USA-54
- Names: Navstar 2-07 GPS II-7 GPS SVN-20
- Mission type: Navigation
- Operator: U.S. Air Force
- COSPAR ID: 1990-025A
- SATCAT no.: 20533
- Mission duration: 7.5 years (planned) 6.5 years (achieved)

Spacecraft properties
- Spacecraft: GPS II
- Spacecraft type: GPS Block II
- Manufacturer: Rockwell International
- Launch mass: 840 kg (1,850 lb)
- Dimensions: 5.3 m (17 ft) of long
- Power: 710 watts

Start of mission
- Launch date: 26 March 1990, 02:45:01 UTC
- Rocket: Delta II 6925-9.5 (Delta D193)
- Launch site: Cape Canaveral, LC-17A
- Contractor: McDonnell Douglas
- Entered service: April 1990

End of mission
- Deactivated: 21 May 1996

Orbital parameters
- Reference system: Geocentric orbit
- Regime: Medium Earth orbit (Semi-synchronous)
- Slot: ?
- Perigee altitude: 20,089 km (12,483 mi)
- Apogee altitude: 20,268 km (12,594 mi)
- Inclination: 55.0°
- Period: 717.84 minutes

= USA-54 =

American navigation satellite used for GPS

USA-54, also known as GPS II-7 and GPS SVN-20, was an American navigation satellite which formed part of the Global Positioning System. It was the seventh of nine Block II GPS satellites to be launched, which were the first operational GPS satellites to fly.

== Background ==
Global Positioning System (GPS) was developed by the U.S. Department of Defense to provide all-weather round-the-clock navigation capabilities for military ground, sea, and air forces. Since its implementation, GPS has also become an integral asset in numerous civilian applications and industries around the globe, including recreational used (e.g., boating, aircraft, hiking), corporate vehicle fleet tracking, and surveying. GPS employs 24 spacecraft in 20,200 km circular orbits inclined at 55.0°. These vehicles are placed in 6 orbit planes with four operational satellites in each plane.

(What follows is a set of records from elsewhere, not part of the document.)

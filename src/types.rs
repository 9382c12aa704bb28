//! Type-safe enums shared across bootcraft
//!
//! Closed, string-valued choices are modelled as Rust enums so that
//! documents are validated once at load time and matches stay exhaustive.

use serde::{Deserialize, Serialize};
use strum::{Display, EnumIter, EnumString};

/// Kind of a package set document
#[derive(Debug, Clone, Copy, PartialEq, Eq, Hash, Serialize, Deserialize)]
#[derive(Display, EnumString, EnumIter)]
#[serde(rename_all = "kebab-case")]
#[strum(serialize_all = "kebab-case")]
pub enum SetKind {
    WindowManager,
    DesktopEnvironment,
    Common,
}

impl SetKind {
    /// Store subdirectory holding documents of this kind
    pub fn dir_name(&self) -> &'static str {
        match self {
            SetKind::WindowManager => "window-managers",
            SetKind::DesktopEnvironment => "desktop-environments",
            SetKind::Common => "common",
        }
    }
}

/// How install instructions are laid out in the generated Containerfile
#[derive(Debug, Clone, Copy, PartialEq, Eq, Default, Serialize, Deserialize)]
#[derive(Display, EnumString, EnumIter)]
#[serde(rename_all = "kebab-case")]
#[strum(serialize_all = "kebab-case")]
pub enum InstallMode {
    /// One install instruction per category
    #[default]
    PerCategory,
    /// A single install instruction for every package
    Batched,
}

/// Abstract package-manager operation
#[derive(Debug, Clone, Copy, PartialEq, Eq, Hash)]
#[derive(Display, EnumString, EnumIter)]
#[strum(serialize_all = "lowercase")]
pub enum PackageOp {
    Install,
    Remove,
    Update,
}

GPS Block 2 was the operational system, following the demonstration system composed of Block 1 (Navstar 1 - 11) spacecraft. These spacecraft were 3-axis stabilized, nadir pointing using reaction wheels. Dual solar arrays supplied 710 watts of power. They used S-band (SGLS) communications for control and telemetry and Ultra high frequency (UHF) cross-link between spacecraft. The payload consisted of two L-band navigation signals at 1575.42 MHz (L1) and 1227.60 MHz (L2). Each spacecraft carried 2 rubidium and 2 Cesium clocks and nuclear detonation detection sensors. Built by Rockwell Space Systems for the U.S. Air force, the spacecraft measured 5.3 m across with solar panels deployed and had a design life of 7.5 years.

== Launch ==
USA-54 was launched at 02:45:01 UTC on 26 March 1990, atop a Delta II launch vehicle, flight number D193, flying in the 6925-9.5 configuration. The launch took place from Launch Complex 17A (LC-17A) at the Cape Canaveral Air Force Station (CCAFS), and placed USA-54 into a transfer orbit. The satellite raised itself into medium Earth orbit using a Star-37XFP apogee motor.

== Mission ==
On 30 April 1990, USA-54 was in an orbit with a perigee of 20089 km, an apogee of 20268 km, a period of 717.84 minutes, and 55.0° of inclination to the equator. The satellite had a mass of 840 kg, and generated 710 watts of power. It had a design life of 7.5 years, however following problems with the satellite switching between timing standards, the satellite was declared unusable on 21 May 1996.